Dossier Provence de Jean Giono

Par Daniel Berland, Librairie Coquillettes, Lyon

Que sa venue enchante ou angoisse, Noël est une fête, un rituel qui ne laisse personne indifférent. Pour ceux qui trépignent d’impatience et pour ceux dont l’angoisse grandit chaque jour à son approche, voici quelques guirlandes et étoiles littéraires pour se préparer au meilleur comme au pire.

Les sentiments particuliers que nous entretenons avec Noël peuvent prendre leurs racines aussi bien dans l’imaginaire, la naïveté, les féeries… que dans les angoisses de notre enfance. Une spécificité qui n’a pas échappé aux écrivains pour lesquels, cette nuit extraordinaire, entre miracles et drames, devient le théâtre privilégié de doux contes ou d’inquiétantes psychoses familiales, voire le théâtre privilégié d’existences hantées par les démons du passé.

Sur cette scène, Un chant de Noël de Charles Dickens est le conte le plus populaire. Les aventures de Scrooge, vieillard acariâtre et égoïste conduiront l’homme, à travers les visites successives de trois fantômes, à se pencher sur son enfance, sa vie et sa fin annoncée. Un voyage fantastique et initiatique qui s’apparente à une introspection et symbolise cette traditionnelle trêve rédemptrice qui nous invite, durant quelques heures, à retrouver nos âmes d’enfants pour réexaminer l’éthique qui sous-tend nos vies et nos choix d’adultes.

Dans L’arbre de Noël et le mariage, la fillette de Dostoïevski échappera malheureusement à cette trêve de Noël et se remémorera longtemps, avec une puissante amertume, ce réveillon maudit qui aura déterminé son triste destin. Avec son art coutumier pour dépeindre les sombres méandres de l’âme humaine, l’écrivain russe éclaire ici cet implacable fossé entre l’avidité calculatrice des adultes et l’innocente candeur des enfants.

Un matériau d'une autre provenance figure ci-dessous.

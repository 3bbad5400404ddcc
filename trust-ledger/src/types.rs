//! Core types for the ledger
//!
//! All types are designed for:
//! - Deterministic serialization (serde_json feeds the block hash)
//! - Immutability once accepted (no setters, blocks are values)
//! - Integer arithmetic (trust points are whole numbers)

use crate::hashing::{block_preimage, meets_difficulty, preimage_prefix, HashAlgorithm};
use crate::{Error, Result};
use chrono::{DateTime, Utc};
use serde::{Deserialize, Serialize};
use std::fmt;
use uuid::Uuid;

/// Participant address (worker id, system account, etc.)
///
/// An empty address counts as absent.
#[derive(Debug, Clone, Default, PartialEq, Eq, Hash, Serialize, Deserialize)]
#[serde(transparent)]
pub struct Address(String);

impl Address {
    /// Network account that funds every point award
    pub const NETWORK: &'static str = "NETWORK";

    /// System account used by the genesis transaction
    pub const SYSTEM: &'static str = "SYSTEM";

    /// Create new address
    pub fn new(address: impl Into<String>) -> Self {
        Self(address.into())
    }

    /// The `NETWORK` address
    pub fn network() -> Self {
        Self::new(Self::NETWORK)
    }

    /// The `SYSTEM` address
    pub fn system() -> Self {
        Self::new(Self::SYSTEM)
    }

    /// Get as string
    pub fn as_str(&self) -> &str {
        &self.0
    }

    /// True when no address was supplied
    pub fn is_empty(&self) -> bool {
        self.0.is_empty()
    }
}

impl fmt::Display for Address {
    fn fmt(&self, f: &mut fmt::Formatter<'_>) -> fmt::Result {
        write!(f, "{}", self.0)
    }
}

impl From<&str> for Address {
    fn from(address: &str) -> Self {
        Self::new(address)
    }
}

/// Kind of point-awarding transaction
#[derive(Debug, Clone, Copy, PartialEq, Eq, Hash, Serialize, Deserialize)]
#[serde(rename_all = "SCREAMING_SNAKE_CASE")]
pub enum TransactionType {
    /// Synthetic transaction of the genesis block
    Genesis,
    /// Worker accepted a gig
    GigAccept,
    /// Worker completed a gig
    GigComplete,
}

impl TransactionType {
    /// Wire name
    pub fn as_str(&self) -> &'static str {
        match self {
            TransactionType::Genesis => "GENESIS",
            TransactionType::GigAccept => "GIG_ACCEPT",
            TransactionType::GigComplete => "GIG_COMPLETE",
        }
    }
}

impl fmt::Display for TransactionType {
    fn fmt(&self, f: &mut fmt::Formatter<'_>) -> fmt::Result {
        write!(f, "{}", self.as_str())
    }
}

/// Point-awarding transaction
///
/// `points` is credited to `to` and debited from `from`.
#[derive(Debug, Clone, PartialEq, Serialize, Deserialize)]
pub struct Transaction {
    /// Unique transaction ID (UUIDv7 for time-ordering)
    pub id: Uuid,

    /// Type of transaction
    #[serde(rename = "type")]
    pub tx_type: TransactionType,

    /// Debited address
    #[serde(default)]
    pub from: Address,

    /// Credited address
    #[serde(default)]
    pub to: Address,

    /// Signed point delta
    pub points: i64,

    /// Opaque payload (gig details, etc.)
    #[serde(default)]
    pub data: serde_json::Value,

    /// Creation time (milliseconds since Unix epoch)
    #[serde(rename = "timestamp")]
    pub timestamp_millis: i64,
}

impl Transaction {
    /// Create a transaction stamped with the current time
    pub fn new(
        tx_type: TransactionType,
        from: Address,
        to: Address,
        points: i64,
        data: serde_json::Value,
    ) -> Self {
        Self {
            id: Uuid::now_v7(),
            tx_type,
            from,
            to,
            points,
            data,
            timestamp_millis: Utc::now().timestamp_millis(),
        }
    }

    /// The synthetic genesis transaction (zero points, fixed id)
    pub fn genesis(timestamp_millis: i64) -> Self {
        Self {
            id: Uuid::nil(),
            tx_type: TransactionType::Genesis,
            from: Address::system(),
            to: Address::system(),
            points: 0,
            data: serde_json::json!({ "message": "GigGuard trust ledger genesis" }),
            timestamp_millis,
        }
    }

    /// Check required fields
    pub fn validate(&self) -> Result<()> {
        if self.from.is_empty() {
            return Err(Error::InvalidTransaction(
                "Transaction must include from address".to_string(),
            ));
        }
        if self.to.is_empty() {
            return Err(Error::InvalidTransaction(
                "Transaction must include to address".to_string(),
            ));
        }
        Ok(())
    }

    /// Creation time
    pub fn created_at(&self) -> Option<DateTime<Utc>> {
        DateTime::from_timestamp_millis(self.timestamp_millis)
    }

    /// Signed effect of this transaction on `address`
    pub fn delta_for(&self, address: &Address) -> i64 {
        let mut delta = 0;
        if &self.from == address {
            delta -= self.points;
        }
        if &self.to == address {
            delta += self.points;
        }
        delta
    }
}

/// Block of transactions linked to its predecessor by hash
#[derive(Debug, Clone, PartialEq, Serialize, Deserialize)]
pub struct Block {
    /// Block timestamp (milliseconds since Unix epoch)
    #[serde(rename = "timestamp")]
    pub timestamp_millis: i64,

    /// Transactions in mempool order
    pub transactions: Vec<Transaction>,

    /// Hash of previous block (`"0"` for genesis)
    pub previous_hash: String,

    /// Proof-of-work counter
    pub nonce: u64,

    /// Hash of this block's contents
    pub hash: String,
}

impl Block {
    /// Create an unmined block with its hash computed at nonce 0
    pub fn new(
        timestamp_millis: i64,
        transactions: Vec<Transaction>,
        previous_hash: impl Into<String>,
        algorithm: HashAlgorithm,
    ) -> Self {
        let mut block = Self {
            timestamp_millis,
            transactions,
            previous_hash: previous_hash.into(),
            nonce: 0,
            hash: String::new(),
        };
        block.hash = block.compute_hash(algorithm);
        block
    }

    /// Compute block hash from its fields
    pub fn compute_hash(&self, algorithm: HashAlgorithm) -> String {
        algorithm.digest(&block_preimage(
            &self.previous_hash,
            self.timestamp_millis,
            &self.transactions,
            self.nonce,
        ))
    }

    /// Search nonces until the hash has `difficulty` leading zeros
    ///
    /// The starting nonce is tried first; the returned block's `nonce`
    /// equals the number of increments performed. Difficulties above
    /// [`HashAlgorithm::max_difficulty`] are rejected before any work.
    pub fn mine(mut self, difficulty: usize, algorithm: HashAlgorithm) -> Result<Self> {
        algorithm.check_difficulty(difficulty)?;

        if meets_difficulty(&self.hash, difficulty) {
            return Ok(self);
        }

        let mut prefix = algorithm.start();
        prefix.update(&preimage_prefix(
            &self.previous_hash,
            self.timestamp_millis,
            &self.transactions,
        ));

        while !meets_difficulty(&self.hash, difficulty) {
            self.nonce += 1;
            let mut attempt = prefix.clone();
            attempt.update(&self.nonce.to_string());
            self.hash = attempt.finish();
        }

        tracing::debug!(
            nonce = self.nonce,
            hash = %self.hash,
            difficulty,
            "Block mined"
        );

        Ok(self)
    }

    /// Check stored hash against the recomputed one
    pub fn has_valid_hash(&self, algorithm: HashAlgorithm) -> bool {
        self.hash == self.compute_hash(algorithm)
    }

    /// Block time
    pub fn created_at(&self) -> Option<DateTime<Utc>> {
        DateTime::from_timestamp_millis(self.timestamp_millis)
    }
}

#[cfg(test)]
mod tests {
    use super::*;
    use serde_json::json;

    fn award(to: &str, points: i64) -> Transaction {
        Transaction::new(
            TransactionType::GigAccept,
            Address::network(),
            Address::new(to),
            points,
            json!({ "gig": "delivery-42" }),
        )
    }

    #[test]
    fn test_validate_requires_addresses() {
        let mut tx = award("worker-1", 5);
        assert!(tx.validate().is_ok());

        tx.from = Address::default();
        let err = tx.validate().unwrap_err();
        assert!(err.to_string().contains("from"));

        let tx = award("", 5);
        let err = tx.validate().unwrap_err();
        assert!(err.to_string().contains("to"));
    }

    #[test]
    fn test_missing_fields_deserialize_as_empty() {
        let tx: Transaction = serde_json::from_value(json!({
            "id": Uuid::now_v7(),
            "type": "GIG_COMPLETE",
            "to": "worker-1",
            "points": 20,
            "timestamp": 1_700_000_000_000i64,
        }))
        .unwrap();

        assert_eq!(tx.tx_type, TransactionType::GigComplete);
        assert!(tx.from.is_empty());
        assert!(tx.validate().is_err());
    }

    #[test]
    fn test_transaction_type_wire_names() {
        let json = serde_json::to_string(&TransactionType::GigAccept).unwrap();
        assert_eq!(json, "\"GIG_ACCEPT\"");
        assert_eq!(TransactionType::Genesis.to_string(), "GENESIS");
    }

    #[test]
    fn test_delta_for() {
        let tx = award("worker-1", 5);
        assert_eq!(tx.delta_for(&Address::new("worker-1")), 5);
        assert_eq!(tx.delta_for(&Address::network()), -5);
        assert_eq!(tx.delta_for(&Address::new("someone-else")), 0);
    }

    #[test]
    fn test_block_hash_depends_on_every_field() {
        let block = Block::new(1_000, vec![award("w", 5)], "0", HashAlgorithm::Rolling);
        assert!(block.has_valid_hash(HashAlgorithm::Rolling));

        let mut tampered = block.clone();
        tampered.transactions[0].points = 500;
        assert!(!tampered.has_valid_hash(HashAlgorithm::Rolling));

        let mut relinked = block.clone();
        relinked.previous_hash = "ffff".to_string();
        assert!(!relinked.has_valid_hash(HashAlgorithm::Rolling));

        let mut renonced = block;
        renonced.nonce += 1;
        assert!(!renonced.has_valid_hash(HashAlgorithm::Rolling));
    }

    #[test]
    fn test_mine_meets_difficulty() {
        for algorithm in [HashAlgorithm::Rolling, HashAlgorithm::Sha256] {
            let block = Block::new(1_000, vec![award("w", 20)], "0", algorithm)
                .mine(1, algorithm)
                .unwrap();
            assert!(block.hash.starts_with('0'));
            assert!(block.has_valid_hash(algorithm));
        }
    }

    #[test]
    fn test_mine_difficulty_zero_is_noop() {
        let block = Block::new(1_000, vec![], "0", HashAlgorithm::Rolling);
        let mined = block.clone().mine(0, HashAlgorithm::Rolling).unwrap();
        assert_eq!(mined, block);
    }

    #[test]
    fn test_mine_rejects_unreachable_difficulty() {
        let block = Block::new(1_000, vec![], "0", HashAlgorithm::Rolling);
        let err = block.mine(9, HashAlgorithm::Rolling).unwrap_err();
        assert!(matches!(err, Error::InvalidDifficulty(_)));
    }

    #[test]
    fn test_default_difficulty_mines_quickly() {
        // One leading hex zero: 1 in 16 per attempt
        let mut total = 0u64;
        let mut worst = 0u64;
        for ts in 0..200i64 {
            let block = Block::new(
                1_704_067_200_000 + ts,
                vec![award("w", 5)],
                "0",
                HashAlgorithm::Rolling,
            )
            .mine(1, HashAlgorithm::Rolling)
            .unwrap();
            total += block.nonce;
            worst = worst.max(block.nonce);
        }
        assert!(total / 200 < 64, "mean nonce {}", total / 200);
        assert!(worst < 1_000, "worst nonce {}", worst);
    }

    #[test]
    fn test_wire_field_is_timestamp() {
        let value = serde_json::to_value(award("w", 5)).unwrap();
        assert!(value.get("timestamp").is_some());
        assert!(value.get("timestamp_millis").is_none());

        let block = Block::new(1_000, vec![], "0", HashAlgorithm::Rolling);
        let value = serde_json::to_value(&block).unwrap();
        assert_eq!(value["timestamp"], 1_000);
    }
}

Plus au sud, c’est dans le décor d’une crèche et au côté d’une fille de mauvaise réputation que nous convie Jean Giono. Grâce au poète et à l’occasion d’un Noël provençal, pourtant bien loin des garrigues et des oliviers, c’est toute la force d’un imaginaire d’étoiles et de bouts de ficelles qui nous transporte. Plus qu’une célébration de fête religieuse ou de rituel païen, la construction de la crèche et la disposition des santons ouvrent la porte à des propos nostalgiques et à l’universalité de toutes les enfances enfouies.

Qu’il est nostalgique aussi, cet ancien militaire russe du Réveillon du colonel Jerkof, de Joseph Kessel ! Cet homme, loin de ses racines, s’ennuyant comme manœuvre dans une librairie parisienne et se préparant à célébrer en solitaire, chez lui, cette soirée, repense à sa folle jeunesse, à ses origines, à ses amis et aux joyeux réveillons passés auprès d’eux… lorsque, sur un coup de tête, submergé par le doux souvenir de la féerie, il fait soudain le choix de dilapider ses maigres économies pour tenter de retrouver un semblant d’autrefois ; sans deviner à quel point son vœux sera exaucé…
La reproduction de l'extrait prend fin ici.